Comparative example 1

(1) Adding dichloromethane solvent with molecular formula of C into a reaction bottle₅H₉O₅4-hydroxymethyl-1-oxo-1-phospha-2, 6, 7-trioxabicyclo [2.2.2] of P]Octane and triethylamine are slowly added with acryloyl chloride dropwise at the temperature of 0 ℃ in a mass ratio of 160:110:100, the three are stirred at a constant speed for reaction for 10 hours, the solvent is removed by reduced pressure distillation, ether is used for washing, methanol and distilled water are added for recrystallization and purification, and the molecular formula C is prepared₈H₁₁O₆Acryloylation of P to 1-phospha-2, 6, 7-trioxabicyclo [2.2.2]An octane derivative.

(2) Adding N, N-dimethylformamide solvent, acrylonitrile, azodiisobutyronitrile and C with the molecular formula of 100:0.5:0.1 by mass into a reaction bottle₉H₁₄O₄S₃The RAFT reagent s, s ' -di (alpha, alpha ' -dimethyl-alpha ' -acetic acid) trithiocarbonate is placed in an atmosphere reaction device, the atmosphere reaction device comprises a heater, a water bath is arranged above the heater, a base is arranged inside the water bath, a clamping groove is fixedly connected above the base, the clamping groove is movably connected with a pulley, the pulley is movably connected with a moving plate, a large reaction bottle and a small reaction bottle are arranged above the moving plate, a vent pipe is arranged above the water bath, two ends of the vent pipe are respectively and movably connected with an air inlet valve and an air outlet valve, the heating is carried out to 80 ℃ in a nitrogen atmosphere, the reaction is carried out for 15 hours, the solvent is removed by vacuum drying, the product is washed and dried by using distilled water and methanol.
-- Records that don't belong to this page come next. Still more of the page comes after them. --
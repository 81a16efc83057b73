//! Referrer management service
//!
//! Referrers introduce distributors and earn a percentage of the gross
//! sales those distributors generate. Provisioning follows the same
//! account-then-profile sequence as distributors.

use chrono::{DateTime, Utc};
use rust_decimal::Decimal;
use serde::{Deserialize, Serialize};
use sqlx::PgPool;
use uuid::Uuid;

use crate::error::{AppError, AppResult};
use crate::services::auth::hash_password;
use shared::models::Role;
use shared::validation::{
    validate_commission_percentage, validate_email, validate_name, validate_password,
};

#[derive(Clone)]
pub struct ReferrerService {
    db: PgPool,
}

/// A referrer profile
#[derive(Debug, Clone, Serialize, sqlx::FromRow)]
pub struct Referrer {
    pub id: Uuid,
    pub user_id: Uuid,
    pub name: String,
    pub email: String,
    pub phone: Option<String>,
    /// Percentage of gross sales earned from introduced distributors
    pub commission_percentage: Decimal,
    pub created_at: DateTime<Utc>,
}

/// Input for onboarding a new referrer
#[derive(Debug, Deserialize)]
pub struct CreateReferrerInput {
    pub name: String,
    pub email: String,
    pub password: String,
    pub phone: Option<String>,
    pub commission_percentage: Decimal,
}

/// Input for editing an existing referrer profile
#[derive(Debug, Deserialize)]
pub struct UpdateReferrerInput {
    pub name: String,
    pub phone: Option<String>,
    pub commission_percentage: Decimal,
}

impl ReferrerService {
    pub fn new(db: PgPool) -> Self {
        Self { db }
    }

    /// Onboard a referrer: login account first, then the profile row.
    pub async fn create(&self, input: CreateReferrerInput) -> AppResult<Referrer> {
        validate_name(&input.name).map_err(|msg| AppError::validation("name", msg))?;
        validate_email(&input.email).map_err(|msg| AppError::validation("email", msg))?;
        validate_password(&input.password).map_err(|msg| AppError::validation("password", msg))?;
        validate_commission_percentage(input.commission_percentage)
            .map_err(|msg| AppError::validation("commission_percentage", msg))?;

        let existing = sqlx::query_scalar::<_, i64>("SELECT COUNT(*) FROM users WHERE email = $1")
            .bind(&input.email)
            .fetch_one(&self.db)
            .await?;
        if existing > 0 {
            return Err(AppError::DuplicateEntry("email".to_string()));
        }

        let password_hash = hash_password(&input.password)?;

        let user_id = sqlx::query_scalar::<_, Uuid>(
            r#"
            INSERT INTO users (email, password_hash, name, role)
            VALUES ($1, $2, $3, $4)
            RETURNING id
            "#,
        )
        .bind(&input.email)
        .bind(&password_hash)
        .bind(&input.name)
        .bind(Role::Referrer.as_str())
        .fetch_one(&self.db)
        .await?;

        let profile = sqlx::query_scalar::<_, Uuid>(
            r#"
            INSERT INTO referrers (user_id, name, phone, commission_percentage)
            VALUES ($1, $2, $3, $4)
            RETURNING id
            "#,
        )
        .bind(user_id)
        .bind(&input.name)
        .bind(&input.phone)
        .bind(input.commission_percentage)
        .fetch_one(&self.db)
        .await;

        let referrer_id = match profile {
            Ok(id) => id,
            Err(e) => {
                // Roll back the orphaned login account
                if let Err(cleanup) = sqlx::query("DELETE FROM users WHERE id = $1")
                    .bind(user_id)
                    .execute(&self.db)
                    .await
                {
                    tracing::error!(
                        user_id = %user_id,
                        error = %cleanup,
                        "failed to remove orphaned user after referrer profile insert failed"
                    );
                }
                return Err(AppError::DependentWriteFailure(format!(
                    "Referrer profile creation failed: {}",
                    e
                )));
            }
        };

        self.get(referrer_id).await
    }

    /// List all referrers, newest first
    pub async fn list(&self) -> AppResult<Vec<Referrer>> {
        let rows = sqlx::query_as::<_, Referrer>(
            r#"
            SELECT r.id, r.user_id, r.name, u.email, r.phone, r.commission_percentage, r.created_at
            FROM referrers r
            JOIN users u ON u.id = r.user_id
            ORDER BY r.created_at DESC
            "#,
        )
        .fetch_all(&self.db)
        .await?;

        Ok(rows)
    }

    /// Fetch one referrer by profile id
    pub async fn get(&self, referrer_id: Uuid) -> AppResult<Referrer> {
        sqlx::query_as::<_, Referrer>(
            r#"
            SELECT r.id, r.user_id, r.name, u.email, r.phone, r.commission_percentage, r.created_at
            FROM referrers r
            JOIN users u ON u.id = r.user_id
            WHERE r.id = $1
            "#,
        )
        .bind(referrer_id)
        .fetch_optional(&self.db)
        .await?
        .ok_or_else(|| AppError::NotFound("Referrer".to_string()))
    }

    /// Resolve the referrer profile backing a login account
    pub async fn get_by_user(&self, user_id: Uuid) -> AppResult<Referrer> {
        sqlx::query_as::<_, Referrer>(
            r#"
            SELECT r.id, r.user_id, r.name, u.email, r.phone, r.commission_percentage, r.created_at
            FROM referrers r
            JOIN users u ON u.id = r.user_id
            WHERE r.user_id = $1
            "#,
        )
        .bind(user_id)
        .fetch_optional(&self.db)
        .await?
        .ok_or(AppError::ProfileNotFound("Referrer"))
    }

    /// Update a referrer profile
    pub async fn update(&self, referrer_id: Uuid, input: UpdateReferrerInput) -> AppResult<Referrer> {
        validate_name(&input.name).map_err(|msg| AppError::validation("name", msg))?;
        validate_commission_percentage(input.commission_percentage)
            .map_err(|msg| AppError::validation("commission_percentage", msg))?;

        let result = sqlx::query(
            r#"
            UPDATE referrers
            SET name = $2, phone = $3, commission_percentage = $4
            WHERE id = $1
            "#,
        )
        .bind(referrer_id)
        .bind(&input.name)
        .bind(&input.phone)
        .bind(input.commission_percentage)
        .execute(&self.db)
        .await?;

        if result.rows_affected() == 0 {
            return Err(AppError::NotFound("Referrer".to_string()));
        }

        self.get(referrer_id).await
    }
}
(3) Adding an N, N-dimethylformamide solvent, adding styrene, an acryloyl esterified 1-phospha-2, 6, 7-trioxabicyclo [2.2.2] octane derivative, a polyacrylonitrile-based macromolecular chain transfer agent and an initiator azobisisobutyronitrile in a mass ratio of 100:15:6:0.08 into a reaction bottle, placing the reaction bottle in an atmosphere reaction device, reacting for 18 hours at 85 ℃ in a nitrogen atmosphere, vacuum drying to remove the solvent, washing with distilled water and methanol, and drying to prepare the poly (acrylonitrile-styrene) copolymer containing the phosphorus monomer.
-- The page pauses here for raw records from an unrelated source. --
//! HTTP handlers for the role-specific dashboards and reports

use axum::{
    extract::{Query, State},
    http::{header, StatusCode},
    response::IntoResponse,
    Json,
};
use chrono::Utc;
use serde::Deserialize;

use crate::error::AppResult;
use crate::handlers::require_admin;
use crate::middleware::CurrentUser;
use crate::services::dashboard::{
    AdminDashboard, DashboardService, DistributorDashboard, ReferrerDashboard,
};
use crate::services::{DistributorService, ReferrerService};
use crate::AppState;
use shared::models::Role;
use shared::types::DateRange;

/// Optional ISO dates; a missing or malformed bound falls back to its side
/// of the current calendar month.
#[derive(Debug, Deserialize)]
pub struct RangeQuery {
    pub from: Option<String>,
    pub to: Option<String>,
}

impl RangeQuery {
    fn resolve(&self) -> DateRange {
        DateRange::resolve(self.from.as_deref(), self.to.as_deref(), Utc::now())
    }
}

#[derive(Debug, serde::Serialize)]
#[serde(untagged)]
pub enum DashboardResponse {
    Admin(AdminDashboard),
    Distributor(DistributorDashboard),
    Referrer(ReferrerDashboard),
}

/// Role-dispatched dashboard
pub async fn dashboard(
    State(state): State<AppState>,
    current_user: CurrentUser,
    Query(range): Query<RangeQuery>,
) -> AppResult<Json<DashboardResponse>> {
    let range = range.resolve();
    let service = DashboardService::new(state.db.clone(), &state.config);

    let response = match current_user.0.role {
        Role::Admin => DashboardResponse::Admin(service.admin_dashboard(range).await?),
        Role::Distributor => {
            let distributors = DistributorService::new(state.db.clone());
            let own = distributors.get_by_user(current_user.0.user_id).await?;
            DashboardResponse::Distributor(service.distributor_dashboard(own.id, range).await?)
        }
        Role::Referrer => {
            let referrers = ReferrerService::new(state.db.clone());
            let own = referrers.get_by_user(current_user.0.user_id).await?;
            DashboardResponse::Referrer(
                service
                    .referrer_dashboard(own.id, own.commission_percentage, range)
                    .await?,
            )
        }
    };

    Ok(Json(response))
}

/// Orders report as CSV (admin only)
pub async fn orders_csv(
    State(state): State<AppState>,
    current_user: CurrentUser,
    Query(range): Query<RangeQuery>,
) -> AppResult<impl IntoResponse> {
    require_admin(&current_user)?;
    let service = DashboardService::new(state.db.clone(), &state.config);
    let csv = service.orders_csv(range.resolve()).await?;

    Ok((
        StatusCode::OK,
        [
            (header::CONTENT_TYPE, "text/csv; charset=utf-8"),
            (
                header::CONTENT_DISPOSITION,
                "attachment; filename=\"orders.csv\"",
            ),
        ],
        csv,
    ))
}
use async_trait::async_trait;
use bytes::Bytes;
use dashmap::DashMap;
use datastore::{Command, Connection, Key, Reply};
use moka::Expiry;
use moka::future::Cache;
use shared::{Error, Result};
use std::fmt::Debug;
use std::sync::Arc;
use std::sync::atomic::{AtomicBool, AtomicUsize, Ordering};
use std::time::{Duration, Instant};

const KNOWN_COMMANDS: &[&str] = &[
    "PING", "SET", "GET", "STRLEN", "EXISTS", "DEL", "EXPIRE", "PEXPIRE", "PTTL", "FLUSHALL",
    "AUTH", "SELECT",
];

#[derive(Clone, Debug)]
struct Stored {
    value: Bytes,
    ttl: Option<Duration>,
    expires_at: Option<Instant>,
}

impl Stored {
    fn persistent(value: Bytes) -> Self {
        Self {
            value,
            ttl: None,
            expires_at: None,
        }
    }

    /// `None` when the deadline is past what `Instant` can represent.
    fn expiring(value: Bytes, ttl: Duration) -> Option<Self> {
        let expires_at = Instant::now().checked_add(ttl)?;
        Some(Self {
            value,
            ttl: Some(ttl),
            expires_at: Some(expires_at),
        })
    }
}

/// Each entry carries its own TTL; every write restarts (or clears) it.
struct PerEntryExpiry;

impl Expiry<Bytes, Stored> for PerEntryExpiry {
    fn expire_after_create(&self, _key: &Bytes, value: &Stored, _created_at: Instant) -> Option<Duration> {
        value.ttl
    }

    fn expire_after_update(
        &self,
        _key: &Bytes,
        value: &Stored,
        _updated_at: Instant,
        _duration_until_expiry: Option<Duration>,
    ) -> Option<Duration> {
        value.ttl
    }
}

/// In-process stand-in for the remote cache, speaking the same command set
/// the datastore adapter uses.
///
/// Clones share state, so a test can keep one handle to inject faults and
/// inspect traffic while the adapter owns another.
#[derive(Clone)]
pub struct MemoryConnection {
    cache: Cache<Bytes, Stored>,
    faults: Arc<DashMap<String, String>>,
    exchanges: Arc<AtomicUsize>,
    closed: Arc<AtomicBool>,
}

impl Default for MemoryConnection {
    fn default() -> Self {
        Self::new()
    }
}

impl MemoryConnection {
    pub fn new() -> Self {
        Self {
            cache: Cache::builder().expire_after(PerEntryExpiry).build(),
            faults: Arc::new(DashMap::new()),
            exchanges: Arc::new(AtomicUsize::new(0)),
            closed: Arc::new(AtomicBool::new(false)),
        }
    }

    /// Makes every later `name` command answer with an error reply.
    pub fn fail_command(&self, name: &str, message: impl Into<String>) {
        self.faults.insert(name.to_ascii_uppercase(), message.into());
    }

    pub fn clear_fault(&self, name: &str) {
        self.faults.remove(&name.to_ascii_uppercase());
    }

    /// Number of round-trips served so far; a pipeline counts once.
    pub fn exchanges(&self) -> usize {
        self.exchanges.load(Ordering::SeqCst)
    }

    pub fn is_closed(&self) -> bool {
        self.closed.load(Ordering::SeqCst)
    }

    /// `None` when the key is absent, `Some(None)` when it never expires.
    pub async fn remaining_ttl(&self, key: &Key) -> Option<Option<Duration>> {
        let stored = self.cache.get(key.as_str().as_bytes()).await?;
        Some(
            stored
                .expires_at
                .map(|at| at.saturating_duration_since(Instant::now())),
        )
    }

    async fn execute(&self, command: &Command) -> Reply {
        let name = command.name().to_ascii_uppercase();
        if let Some(message) = self.faults.get(&name) {
            return Reply::Error(message.clone());
        }

        match (name.as_str(), command.args()) {
            ("PING", []) => Reply::Status("PONG".to_string()),
            ("SET", [key, value]) => {
                self.cache
                    .insert(key.clone(), Stored::persistent(value.clone()))
                    .await;
                Reply::ok()
            }
            ("GET", [key]) => Reply::Bulk(self.cache.get(key).await.map(|s| s.value)),
            ("STRLEN", [key]) => {
                let len = self.cache.get(key).await.map_or(0, |s| s.value.len());
                Reply::Integer(len as i64)
            }
            ("EXISTS", keys) if !keys.is_empty() => {
                let mut count = 0;
                for key in keys {
                    if self.cache.get(key).await.is_some() {
                        count += 1;
                    }
                }
                Reply::Integer(count)
            }
            ("DEL", keys) if !keys.is_empty() => {
                let mut count = 0;
                for key in keys {
                    if self.cache.remove(key).await.is_some() {
                        count += 1;
                    }
                }
                Reply::Integer(count)
            }
            ("EXPIRE", [key, secs]) => match integer(secs) {
                Some(secs) => self.expire("expire", key, secs, Duration::from_secs).await,
                None => not_an_integer(),
            },
            ("PEXPIRE", [key, millis]) => match integer(millis) {
                Some(millis) => self.expire("pexpire", key, millis, Duration::from_millis).await,
                None => not_an_integer(),
            },
            ("PTTL", [key]) => match self.cache.get(key).await {
                None => Reply::Integer(-2),
                Some(Stored {
                    expires_at: None, ..
                }) => Reply::Integer(-1),
                Some(Stored {
                    expires_at: Some(at),
                    ..
                }) => Reply::Integer(at.saturating_duration_since(Instant::now()).as_millis() as i64),
            },
            ("FLUSHALL", []) => {
                self.cache.invalidate_all();
                Reply::ok()
            }
            ("AUTH", [_]) | ("SELECT", [_]) => Reply::ok(),
            (name, _) if KNOWN_COMMANDS.contains(&name) => Reply::Error(format!(
                "ERR wrong number of arguments for '{}' command",
                name.to_ascii_lowercase()
            )),
            (name, _) => Reply::Error(format!("ERR unknown command '{}'", name)),
        }
    }

    async fn expire(
        &self,
        command: &str,
        key: &Bytes,
        amount: i64,
        unit: fn(u64) -> Duration,
    ) -> Reply {
        let Some(stored) = self.cache.get(key).await else {
            return Reply::Integer(0);
        };
        if amount <= 0 {
            // a non-positive TTL deletes the key outright
            self.cache.invalidate(key).await;
        } else {
            let Some(expiring) = Stored::expiring(stored.value, unit(amount as u64)) else {
                return Reply::Error(format!("ERR invalid expire time in '{}' command", command));
            };
            self.cache.insert(key.clone(), expiring).await;
        }
        Reply::Integer(1)
    }

    fn check_open(&self) -> Result<()> {
        if self.is_closed() {
            return Err(Error::transport("connection closed", "memory connection"));
        }
        Ok(())
    }
}

fn integer(arg: &Bytes) -> Option<i64> {
    std::str::from_utf8(arg).ok()?.parse().ok()
}

fn not_an_integer() -> Reply {
    Reply::Error("ERR value is not an integer or out of range".to_string())
}

#[async_trait]
impl Connection for MemoryConnection {
    async fn send(&mut self, command: Command) -> Result<Reply> {
        self.check_open()?;
        self.exchanges.fetch_add(1, Ordering::SeqCst);
        Ok(self.execute(&command).await)
    }

    async fn pipeline(&mut self, commands: Vec<Command>) -> Result<Vec<Reply>> {
        self.check_open()?;
        if commands.is_empty() {
            return Ok(Vec::new());
        }
        self.exchanges.fetch_add(1, Ordering::SeqCst);

        let mut replies = Vec::with_capacity(commands.len());
        for command in &commands {
            replies.push(self.execute(command).await);
        }
        Ok(replies)
    }

    async fn close(&mut self) -> Result<()> {
        self.closed.store(true, Ordering::SeqCst);
        Ok(())
    }
}

impl Debug for MemoryConnection {
    fn fmt(&self, f: &mut std::fmt::Formatter<'_>) -> std::fmt::Result {
        f.debug_struct("MemoryConnection")
            .field("entry_count", &self.cache.entry_count())
            .field("exchanges", &self.exchanges())
            .field("closed", &self.is_closed())
            .finish()
    }
}

#[cfg(test)]
mod tests {
    use super::*;
    use tokio::time::sleep;

    fn key() -> Key {
        Key::new("k")
    }

    #[tokio::test]
    async fn test_set_get_del() {
        let mut conn = MemoryConnection::new();

        assert_eq!(
            conn.send(Command::set(&key(), Bytes::from("v"))).await.unwrap(),
            Reply::ok()
        );
        assert_eq!(
            conn.send(Command::get(&key())).await.unwrap(),
            Reply::Bulk(Some(Bytes::from("v")))
        );
        assert_eq!(conn.send(Command::del(&key())).await.unwrap(), Reply::Integer(1));
        assert_eq!(conn.send(Command::del(&key())).await.unwrap(), Reply::Integer(0));
        assert_eq!(conn.send(Command::get(&key())).await.unwrap(), Reply::nil());
    }

    #[tokio::test]
    async fn test_strlen_and_exists() {
        let mut conn = MemoryConnection::new();
        assert_eq!(conn.send(Command::strlen(&key())).await.unwrap(), Reply::Integer(0));
        assert_eq!(conn.send(Command::exists(&key())).await.unwrap(), Reply::Integer(0));

        conn.send(Command::set(&key(), Bytes::from("four"))).await.unwrap();
        assert_eq!(conn.send(Command::strlen(&key())).await.unwrap(), Reply::Integer(4));
        assert_eq!(conn.send(Command::exists(&key())).await.unwrap(), Reply::Integer(1));
    }

    #[tokio::test]
    async fn test_expire_missing_key_returns_zero() {
        let mut conn = MemoryConnection::new();
        let reply = conn
            .send(Command::expire(&key(), Duration::from_secs(1)))
            .await
            .unwrap();
        assert_eq!(reply, Reply::Integer(0));
    }

    #[tokio::test]
    async fn test_entries_expire() {
        let mut conn = MemoryConnection::new();
        conn.pipeline(vec![
            Command::set(&key(), Bytes::from("v")),
            Command::expire(&key(), Duration::from_millis(100)),
        ])
        .await
        .unwrap();

        let Reply::Integer(pttl) = conn.send(Command::new("PTTL").arg(key().to_string())).await.unwrap() else {
            panic!("PTTL should answer with an integer");
        };
        assert!(pttl > 0 && pttl <= 100);

        sleep(Duration::from_millis(250)).await;
        assert_eq!(conn.send(Command::exists(&key())).await.unwrap(), Reply::Integer(0));
    }

    #[tokio::test]
    async fn test_set_clears_previous_ttl() {
        let mut conn = MemoryConnection::new();
        conn.pipeline(vec![
            Command::set(&key(), Bytes::from("v")),
            Command::expire(&key(), Duration::from_secs(10)),
        ])
        .await
        .unwrap();
        conn.send(Command::set(&key(), Bytes::from("w"))).await.unwrap();

        assert_eq!(conn.remaining_ttl(&key()).await, Some(None));
        let reply = conn.send(Command::new("PTTL").arg(key().to_string())).await.unwrap();
        assert_eq!(reply, Reply::Integer(-1));
    }

    #[tokio::test]
    async fn test_non_positive_expire_deletes() {
        let mut conn = MemoryConnection::new();
        conn.send(Command::set(&key(), Bytes::from("v"))).await.unwrap();
        let reply = conn
            .send(Command::new("EXPIRE").arg(key().to_string()).arg("0"))
            .await
            .unwrap();
        assert_eq!(reply, Reply::Integer(1));
        assert_eq!(conn.remaining_ttl(&key()).await, None);
    }

    #[tokio::test]
    async fn test_unrepresentable_expire_is_rejected() {
        let mut conn = MemoryConnection::new();
        conn.send(Command::set(&key(), Bytes::from("v"))).await.unwrap();

        let reply = conn
            .send(Command::expire(&key(), Duration::from_secs(i64::MAX as u64)))
            .await
            .unwrap();
        assert_eq!(
            reply.error_message(),
            Some("ERR invalid expire time in 'expire' command")
        );
        // the key keeps its previous state
        assert_eq!(conn.remaining_ttl(&key()).await, Some(None));
    }

    #[tokio::test]
    async fn test_flushall() {
        let mut conn = MemoryConnection::new();
        conn.send(Command::set(&key(), Bytes::from("v"))).await.unwrap();
        conn.send(Command::flushall()).await.unwrap();
        assert_eq!(conn.send(Command::get(&key())).await.unwrap(), Reply::nil());
    }

    #[tokio::test]
    async fn test_bad_commands() {
        let mut conn = MemoryConnection::new();
        let reply = conn.send(Command::new("GET")).await.unwrap();
        assert_eq!(
            reply.error_message(),
            Some("ERR wrong number of arguments for 'get' command")
        );
        let reply = conn.send(Command::new("HGETALL").arg("x")).await.unwrap();
        assert_eq!(reply.error_message(), Some("ERR unknown command 'HGETALL'"));
        let reply = conn
            .send(Command::new("EXPIRE").arg("x").arg("soon"))
            .await
            .unwrap();
        assert!(reply.error_message().unwrap().contains("not an integer"));
    }

    #[tokio::test]
    async fn test_fault_injection() {
        let mut conn = MemoryConnection::new();
        conn.fail_command("set", "READONLY replica");
        let reply = conn.send(Command::set(&key(), Bytes::from("v"))).await.unwrap();
        assert_eq!(reply.error_message(), Some("READONLY replica"));

        conn.clear_fault("SET");
        let reply = conn.send(Command::set(&key(), Bytes::from("v"))).await.unwrap();
        assert_eq!(reply, Reply::ok());
    }

    #[tokio::test]
    async fn test_pipeline_counts_as_one_exchange() {
        let mut conn = MemoryConnection::new();
        let replies = conn
            .pipeline(vec![
                Command::set(&key(), Bytes::from("v")),
                Command::strlen(&key()),
                Command::ping(),
            ])
            .await
            .unwrap();
        assert_eq!(
            replies,
            vec![Reply::ok(), Reply::Integer(1), Reply::Status("PONG".into())]
        );
        assert_eq!(conn.exchanges(), 1);
        assert!(conn.pipeline(Vec::new()).await.unwrap().is_empty());
        assert_eq!(conn.exchanges(), 1);
    }

    #[tokio::test]
    async fn test_closed_connection_refuses_work() {
        let mut conn = MemoryConnection::new();
        conn.close().await.unwrap();
        assert!(conn.send(Command::ping()).await.is_err());
        assert!(conn.pipeline(vec![Command::ping()]).await.is_err());
    }
}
(4) Placing a poly (acrylonitrile-styrene) copolymer containing a phosphorus monomer in an atmosphere furnace, firstly carrying out preoxidation treatment for 5h at 220 ℃ in the air atmosphere, then heating to 750 ℃, and carrying out high-temperature carbonization treatment for 3h to prepare polymer-based nitrogen and phosphorus doped graphitized porous carbon contrast 1.
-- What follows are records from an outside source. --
use std::time::Duration;
use tracing::warn;

#[derive(Clone, Debug)]
pub struct Config {
    pub host: String,
    pub port: u16,
    /// Applied to every written entry; `None` means entries never expire.
    pub ttl: Option<Duration>,
    pub password: Option<String>,
    pub database: u32,
    pub io_timeout: Option<Duration>,
}

impl Default for Config {
    fn default() -> Self {
        Self {
            host: Self::DEFAULT_HOST.to_string(),
            port: Self::DEFAULT_PORT,
            ttl: None,
            password: None,
            database: 0,
            io_timeout: None,
        }
    }
}

impl Config {
    const DEFAULT_HOST: &str = "127.0.0.1";
    const DEFAULT_PORT: u16 = 6379;

    pub fn new(host: impl Into<String>, port: u16) -> Self {
        Self {
            host: host.into(),
            port,
            ..Self::default()
        }
    }

    pub fn from_env() -> Self {
        Self::from_lookup(|name| std::env::var(name).ok())
    }

    /// Builds a config from any variable source; `from_env` passes the process environment.
    pub fn from_lookup(lookup: impl Fn(&str) -> Option<String>) -> Self {
        let host = lookup("REDIS_DATASTORE_HOST").unwrap_or_else(|| Self::DEFAULT_HOST.to_string());
        let port = parse_or(&lookup, "REDIS_DATASTORE_PORT", Self::DEFAULT_PORT);
        let ttl = match parse_or(&lookup, "REDIS_DATASTORE_TTL_SECS", 0u64) {
            0 => None,
            secs => Some(Duration::from_secs(secs)),
        };
        let database = parse_or(&lookup, "REDIS_DATASTORE_DB", 0u32);
        let io_timeout = match parse_or(&lookup, "REDIS_DATASTORE_IO_TIMEOUT_MS", 0u64) {
            0 => None,
            ms => Some(Duration::from_millis(ms)),
        };

        Self {
            host,
            port,
            ttl,
            password: lookup("REDIS_DATASTORE_PASSWORD").filter(|p| !p.is_empty()),
            database,
            io_timeout,
        }
    }

    /// A zero TTL means entries never expire.
    pub fn with_ttl(mut self, ttl: Duration) -> Self {
        self.ttl = (!ttl.is_zero()).then_some(ttl);
        self
    }

    pub fn with_password(mut self, password: impl Into<String>) -> Self {
        self.password = Some(password.into());
        self
    }

    pub fn with_database(mut self, database: u32) -> Self {
        self.database = database;
        self
    }

    pub fn with_io_timeout(mut self, timeout: Duration) -> Self {
        self.io_timeout = Some(timeout);
        self
    }

    pub fn address(&self) -> String {
        format!("{}:{}", self.host, self.port)
    }

    pub fn ttl(&self) -> Option<Duration> {
        self.ttl
    }
}

fn parse_or<T>(lookup: &impl Fn(&str) -> Option<String>, name: &str, default: T) -> T
where
    T: std::str::FromStr + Copy + std::fmt::Display,
{
    match lookup(name) {
        Some(raw) => raw.trim().parse::<T>().unwrap_or_else(|_| {
            warn!("{} has invalid value '{}', using default {}", name, raw, default);
            default
        }),
        None => default,
    }
}
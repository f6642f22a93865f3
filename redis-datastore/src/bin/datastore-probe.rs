use bytes::Bytes;
use datastore::{Datastore, Key};
use redis_datastore::RedisDatastore;
use shared::config::Config;
use tracing::info;
use tracing_subscriber::EnvFilter;

/// Walks one key through the whole datastore surface against a live server.
#[tokio::main]
async fn main() -> Result<(), Box<dyn std::error::Error>> {
    tracing_subscriber::fmt()
        .with_env_filter(EnvFilter::try_from_default_env().unwrap_or_else(|_| EnvFilter::new("info")))
        .init();

    match dotenvy::dotenv() {
        Ok(_) => info!("Loaded environment variables from .env file"),
        Err(_) => info!("No .env file found, using system environment variables"),
    }

    let config = Config::from_env();
    let key = Key::new(std::env::args().nth(1).unwrap_or_else(|| "datastore-probe".to_string()));

    info!("Connecting to {} (ttl: {:?})", config.address(), config.ttl());
    let store = RedisDatastore::connect(&config).await?;

    store.put(&key, Bytes::from_static(b"probe").into()).await?;
    let value = store.get(&key).await?;
    let size = store.get_size(&key).await?;
    info!("{key} holds {size} bytes: {:?}", value);

    let present = store.has(&key).await?;
    store.delete(&key).await?;
    let still_present = store.has(&key).await?;
    info!("{key} present before delete: {present}, after: {still_present}");

    store.close().await?;
    info!("Probe finished");
    Ok(())
}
Respectively mixing polymer-based nitrogen and phosphorus doped graphitized porous carbon in the examples and the comparative examples with acetylene black, polyvinylidene fluoride and N-methyl pyrrolidone solvents, coating the mixture on the surface of copper foil, drying and stamping to prepare a negative electrode material of a lithium ion battery, taking a lithium sheet as a positive electrode material and a polypropylene porous membrane as a diaphragm, and 1mol/L LiPF₆The solution is used as electrolyte, a CR2032 button cell is assembled in argon atmosphere, and a constant current charge-discharge test is carried out in a CT2001A cell test system, wherein the test standard is GB/T243358-2019.